Encerrado en la ancha cámara, donde estaba el único acceso para penetrar en el harén, y asistido sólo por su médico, por su viejo confidente y valido el jefe de los eunucos, y por cuatro de sus más fieles e íntimos servidores, el rey siguió dando órdenes y excitando a la resistencia. Joven y robusto aún, era además fiero y orgulloso, aunque debilitado su brío por la vida muelle y deleitosa que había vivido, en paz con los extraños y en lo interior hasta entonces, sin rebeliones ni motines.
Cuando vio a las claras que sus soldados habían sido vencidos, que la plebe triunfante había invadido la fortaleza y que ya se disponía a romper las puertas y a entrar en el alcázar, su desesperación fue completa y horrible.
Abdul ben Hixen se jactaba de su nobilísima estirpe. Pretendía descender, por una ilustre serie de monarcas guerreros, del propio Mohamud de Gazna el Grande. Altísimo era el concepto en que tenía él la sagrada dignidad de su persona. ¿Cómo sufrir, pues, el oprobio de caer vivo entre las manos inmundas de aquel vil populacho?
Inevitable era la muerte y convenía aceptarla con valor y recibirla cuanto antes.
Los clamores de la turba, que oía cerca de sí, se diría que le excitaban a tomar la tremenda resolución. No podía ya morir peleando y matando, pero podía y debía morir en seguida antes de caer en infamante cautiverio.
Abdul ben Hixen ya pidió con ruegos, ya ordenó con furia que le matasen a los cuatro soldados fieles que estaban cerca de él, al médico impasible y al jefe de los eunucos que le miraba lleno de asombro y temblaba como un azogado.
El profundo respeto que el rey infundía no consintió que ninguno de sus cuatro guardias cumpliese sus órdenes ni accediese a sus ruegos.

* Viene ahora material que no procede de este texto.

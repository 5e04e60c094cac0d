// SPDX-License-Identifier: BUSL-1.1
// Copyright (c) 2026 Alfred Jean LLC

//! orbit - cluster operation plans

#![cfg_attr(test, allow(clippy::panic))]
#![cfg_attr(test, allow(clippy::unwrap_used))]
#![cfg_attr(test, allow(clippy::expect_used))]

mod adapters;
mod commands;
mod completions;
mod definition;
mod error;
mod logging;
mod output;

use anyhow::Result;
use clap::{Parser, Subcommand};
use commands::{init, plan};
use orbit_core::Config;
use std::path::PathBuf;
use std::process::ExitCode;

use crate::completions::{generate_completions, CompletionsArgs};
use crate::error::OrbitError;

const CONFIG_ENV: &str = "ORBIT_CONFIG";

#[derive(Parser)]
#[command(
    name = "orbit",
    version,
    about = "Orbit - step-by-step cluster operations"
)]
struct Cli {
    /// Directory holding operation state and logs
    #[arg(long, global = true)]
    state_dir: Option<PathBuf>,

    /// Configuration file
    #[arg(long, global = true, env = CONFIG_ENV)]
    config: Option<PathBuf>,

    #[command(subcommand)]
    command: Commands,
}

#[derive(Subcommand)]
enum Commands {
    /// Create an operation from a plan definition
    Init(init::InitArgs),
    /// Show or drive the current operation plan
    Plan(plan::PlanArgs),
    /// Generate shell completions
    Completions(CompletionsArgs),
}

#[tokio::main]
async fn main() -> ExitCode {
    let cli = Cli::parse();
    match run(cli).await {
        Ok(()) => ExitCode::SUCCESS,
        Err(e) => {
            match e.downcast_ref::<OrbitError>() {
                Some(err) => eprint!("{}", err),
                None => eprintln!("error: {:#}", e),
            }
            ExitCode::FAILURE
        }
    }
}

async fn run(cli: Cli) -> Result<()> {
    if let Commands::Completions(args) = cli.command {
        generate_completions::<Cli>(args.shell);
        return Ok(());
    }

    let config = load_config(cli.config)?;
    let state_dir = match cli.state_dir {
        Some(dir) => dir,
        None => config.state_dir()?,
    };
    let _guard = logging::setup_logging(&state_dir)?;

    match cli.command {
        Commands::Init(args) => init::handle(args, &state_dir),
        Commands::Plan(args) => plan::handle(args, &config, &state_dir).await,
        Commands::Completions(_) => Ok(()),
    }
}

/// An explicit path must exist; the default location is optional
fn load_config(path: Option<PathBuf>) -> Result<Config> {
    if let Some(path) = path {
        if !path.exists() {
            anyhow::bail!("config file not found: {}", path.display());
        }
        return Ok(Config::load(&path)?);
    }
    match dirs::config_dir() {
        Some(dir) => Ok(Config::load(&dir.join("orbit").join("config.toml"))?),
        None => Ok(Config::default()),
    }
}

—Carecéis de valor —dijo entonces— para ser misericordiosos conmigo. Yo supliré el valor que os falta. Así os daré ejemplo para que os mostréis dignos de mí, para que impidáis que caigan vivas mis mujeres en poder de esa canalla infame, para que no insulten mi cadáver y para que todo, si es posible, sea presa de las llamas.
Sin oír ni aguardar contestación alguna, Abdul ben Hixen desenvainó con rapidez el acicalado yatagán de doble filo que de rico talabarte le pendía, fijó en el suelo la costosa empuñadura, cuajada de diamantes y esmeraldas, y poniéndose en el pecho la agudísima punta, se arrojó encima con tal ímpetu que se traspasó y destrozó las entrañas con la ancha hoja, quedando muerto en el acto.

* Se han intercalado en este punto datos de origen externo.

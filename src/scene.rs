//! Scene assembly: the decoded model plus a fixed lighting rig.
//!
//! The rig never depends on the model. It holds an ambient light, a shadow
//! casting directional light and a shadow casting point light, placed in
//! world space around the origin.

use cgmath::Deg;

use crate::{
    data_structures::{geometry::Aabb, light::Light, scene_graph::SceneNode},
    resources::{DecodedModel, ModelFormat},
};

/// STL exporters tend to author with +Z up and the opposite facing to the
/// default camera; a half turn about X puts the top of the part at the top of the image.
pub const TRIANGLE_MESH_ORIENTATION: Deg<f32> = Deg(180.0);

/// Turns glTF packages (+Y up) the opposite way, matching the mesh correction's handedness.
pub const SCENE_PACKAGE_ORIENTATION: Deg<f32> = Deg(-180.0);

pub const AMBIENT_LIGHT: Light = Light::Ambient {
    color: [1.0, 1.0, 1.0],
    intensity: 0.8,
};

pub const KEY_LIGHT: Light = Light::Directional {
    color: [1.0, 1.0, 1.0],
    intensity: 1.5,
    position: [5.0, 10.0, 7.0],
    cast_shadow: true,
};

pub const FILL_LIGHT: Light = Light::Point {
    color: [1.0, 1.0, 1.0],
    intensity: 1.5,
    position: [10.0, 10.0, 10.0],
    cast_shadow: true,
};

/// A model ready for framing: oriented, shadow flagged and lit.
#[derive(Debug)]
pub struct AssembledScene {
    pub root: SceneNode,
    pub lights: Vec<Light>,
}

impl AssembledScene {
    /// World bounds of all geometry, after orientation.
    pub fn bounds(&self) -> Aabb {
        self.root.world_bounds()
    }
}

pub fn orientation_for(format: ModelFormat) -> Deg<f32> {
    match format {
        ModelFormat::TriangleMesh => TRIANGLE_MESH_ORIENTATION,
        ModelFormat::ScenePackage => SCENE_PACKAGE_ORIENTATION,
    }
}

/// Applies the format's orientation once, flags every mesh for shadows and
/// adds the lighting rig.
pub fn assemble(model: DecodedModel) -> AssembledScene {
    let DecodedModel { format, mut root, .. } = model;
    root.transform.rotate_x(orientation_for(format));
    root.for_each_mut(&mut |node| {
        if node.mesh.is_some() {
            node.cast_shadow = true;
            node.receive_shadow = true;
        }
    });
    let lights = vec![AMBIENT_LIGHT, KEY_LIGHT, FILL_LIGHT];
    log::debug!(
        "assembled {} meshes ({} triangles) with {} lights",
        root.mesh_count(),
        root.triangle_count(),
        lights.len()
    );
    AssembledScene { root, lights }
}

#[cfg(test)]
mod tests {
    use super::*;
    use crate::{
        data_structures::{geometry::Geometry, material::Material},
        resources::DecodeReport,
    };

    fn model(format: ModelFormat) -> DecodedModel {
        let geometry = Geometry::new(
            vec![[0.0, 0.0, 0.0], [1.0, 0.0, 0.0], [0.0, 2.0, 3.0]],
            None,
            None,
            vec![0, 1, 2],
        )
        .unwrap();
        let mut root = SceneNode::new();
        root.add_child(SceneNode::with_mesh(geometry, Material::mesh_default()));
        DecodedModel {
            format,
            root,
            textures: Vec::new(),
            report: DecodeReport::default(),
        }
    }

    #[test]
    fn rig_is_always_present() {
        let scene = assemble(model(ModelFormat::TriangleMesh));
        assert_eq!(scene.lights.len(), 3);
        assert!(!scene.lights[0].casts_shadow());
        assert!(scene.lights[1].casts_shadow());
        assert!(scene.lights[2].casts_shadow());
    }

    #[test]
    fn meshes_cast_and_receive_shadows() {
        let scene = assemble(model(ModelFormat::ScenePackage));
        let meshes = scene.root.world_meshes();
        assert_eq!(meshes.len(), 1);
        assert!(meshes[0].cast_shadow && meshes[0].receive_shadow);
        assert!(!scene.root.cast_shadow);
    }

    #[test]
    fn orientation_flips_y_and_z_once() {
        for format in [ModelFormat::TriangleMesh, ModelFormat::ScenePackage] {
            let bounds = assemble(model(format)).bounds();
            assert!((bounds.min.y + 2.0).abs() < 1e-5, "{:?}", format);
            assert!(bounds.max.y.abs() < 1e-5);
            assert!((bounds.min.z + 3.0).abs() < 1e-5);
            assert!((bounds.max.x - 1.0).abs() < 1e-5);
        }
    }
}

El astuto médico, con previsora serenidad y sin ninguna gana de acabar también trágicamente, desapareció como por ensalmo, yéndose por el lado opuesto al harén y escondiéndose donde pudo. Oportunísima fue la fuga. El entusiasmo heroico y destructor de los cuatro eunucos rayó en delirio y no tuvo límites al ver muerto y en medio de una charca de sangre a su querido y augusto amo.
Se creyeron en la obligación de matar y de incendiar y era menester cumplir con ella.
El jefe de los eunucos la facilitó por lo que a él tocaba. El espanto le sobrecogió de tal suerte, que, desfigurado su rugoso y pálido rostro por horrible mueca, torcida y muy abierta la boca como para exhalar a escape el último aliento, desencajados los ojos y dilatadas las pupilas, se desplomó sin vida en el suelo.
Los eunucos hacinaron telas, papeles, muebles, cuantos objetos consideraron más combustibles, alzándolos en montón contra la pared de la espléndida sala, cubierta de sedas del Catay y de chales y tapices de Cachemira, y cuya artesonada techumbre era de nácar, concha, sándalo, cedro y otras preciosas maderas que en delicados embutidos y en linda taracea se combinaban.